School of Medicine and Public Health, Faculty of Health and Medicine, University of Newcastle, Newcastle, New South Wales, Australia.
Foundation President, International Society for Systems and Complexity Sciences for Health, Waitsfield, Vermont.
J Eval Clin Pract. 2021 Oct;27(5):1187-1193. doi: 10.1111/jep.13521. Epub 2021 Feb 15.
Multimorbidity - the occurrence of two or more long-term conditions in an individual - is a major global concern, placing a huge burden on healthcare systems, physicians, and patients. It challenges the current biomedical paradigm, in particular conventional evidence-based medicine's dominant focus on single-conditions. Patients' heterogeneous range of clinical presentations tend to escape characterization by traditional means of classification, and optimal management cannot be deduced from clinical practice guidelines. In this article, we argue that person-focused care based in complexity science may be a transformational lens through which to view multimorbidity, to complement the specialism focus on each particular disease. The approach offers an integrated and coherent perspective on the person's living environment, relationships, somatic, emotional and cognitive experiences and physiological function. The underlying principles include non-linearity, tipping points, emergence, importance of initial conditions, contextual factors and co-evolution, and the presence of patterned outcomes. From a clinical perspective, complexity science has important implications at the theoretical, practice and policy levels. Three essential questions emerge: (1) What matters to patients? (2) How can we integrate, personalize and prioritize care for whole people, given the constraints of their socio-ecological circumstances? (3) What needs to change at the practice and policy levels to deliver what matters to patients? These questions have no simple answers, but complexity science principles suggest a way to integrate understanding of biological, biographical and contextual factors, to guide an integrated approach to the care of people with multimorbidity.

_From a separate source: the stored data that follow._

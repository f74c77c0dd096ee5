#![cfg(not(tarpaulin_include))]

use membership::{AppConfig, app};
use std::env;
use std::path::PathBuf;

/// Main entry point for the web application
///
/// An optional first argument names a YAML settings file; without it the
/// defaults are used (`data/members.xlsx`, `config.yaml`, `127.0.0.1:3000`).
#[tokio::main]
async fn main() -> Result<(), Box<dyn std::error::Error>> {
    env_logger::Builder::from_env(env_logger::Env::default().default_filter_or("info")).init();

    let config_path = env::args().nth(1).map(PathBuf::from);
    let config = AppConfig::load(config_path.as_deref())?;

    log::info!(
        "Starting membership server with data file {}",
        config.data_file.display()
    );
    app::run(config).await
}
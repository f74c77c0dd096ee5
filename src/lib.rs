/*!
# PMJ Membership Management

A small membership register served as a web application. An operator logs in,
adds members, records dues payments and looks at aggregate reports. Everything
is kept in one Excel workbook on local disk.

## Architecture

### Storage Layer
- **TableStore** - loads and saves the `Members` and `Payments` sheets as one
  unit. The workbook is created with headed, empty sheets on first use.
- Whole-file rewrite on every change: the last writer wins, nothing is locked.

### Core
- **MemberRegistry** - adds and lists members, assigning sequential ids
- **PaymentLedger** - records payments against a member id and sums them
- **Reports** - revenue by city, revenue by paid month, headline figures
- **FormController** - validates submitted forms and calls into the above

### Web Layer (`web` feature)
- **Technologies**: axum, handlebars, plotters
- Cookie-based sessions behind an argon2 password check
- Pages: Add Member, Record Payment, Dashboard, Members List, CSV/XLSX export

## Modules

- **models**: Member, Payment and City records
- **store**: TableStore trait with workbook and in-memory implementations
- **registry**: member creation and listing
- **ledger**: payment creation and per-member totals
- **report**: aggregate views
- **form**: form validation and request glue
- **login**: credential file, authentication and sessions
- **downloader**: CSV and XLSX export of the members table
- **graph**: SVG charts for the dashboard
- **config**: application settings
- **app**: routing and middleware
*/

pub mod config;
pub mod downloader;
pub mod error;
pub mod form;
pub mod graph;
pub mod ledger;
pub mod login;
pub mod models;
pub mod registry;
pub mod report;
pub mod store;

#[cfg(feature = "web")]
pub mod app;

pub use config::AppConfig;
pub use error::{AppError, AppResult};
pub use form::{FormController, MemberForm, PaymentForm};
pub use ledger::PaymentLedger;
pub use login::{Authenticator, CredentialAuthenticator, CredentialConfig, Identity, SessionOutcome};
pub use models::{City, Member, NewMember, NewPayment, Payment, Tables};
pub use registry::MemberRegistry;
pub use store::{MemoryStore, TableStore, XlsxStore};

多发病 - 个体中出现两种或多种长期病症 - 是一个主要的全球性问题,给医疗保健系统、医生和患者带来了巨大的负担。它挑战了当前的生物医学范式,特别是传统的基于证据的医学对单一病症的主导关注。患者临床表现的异质性往往无法通过传统的分类方法来描述,并且不能从临床实践指南中推断出最佳的管理方法。在本文中,我们认为基于复杂性科学的以人为中心的护理可能是一种变革性的视角,可以用来观察多发病,以补充对每种特定疾病的专业关注。该方法提供了一个关于个体生活环境、人际关系、躯体、情感和认知体验以及生理功能的综合一致的视角。其基本原则包括非线性、临界点、涌现、初始条件的重要性、情境因素和共同进化以及模式化结果的存在。从临床角度来看,复杂性科学在理论、实践和政策层面都具有重要意义。出现了三个基本问题:(1)对患者而言重要的是什么?(2)如何在考虑到患者社会生态环境的限制下,整合、个性化和优先考虑对整个人的护理?(3)为了向患者提供重要的护理,需要在实践和政策层面上进行哪些改变?这些问题没有简单的答案,但复杂性科学原则为整合对生物、传记和情境因素的理解提供了一种方法,以指导对多发病患者的综合护理方法。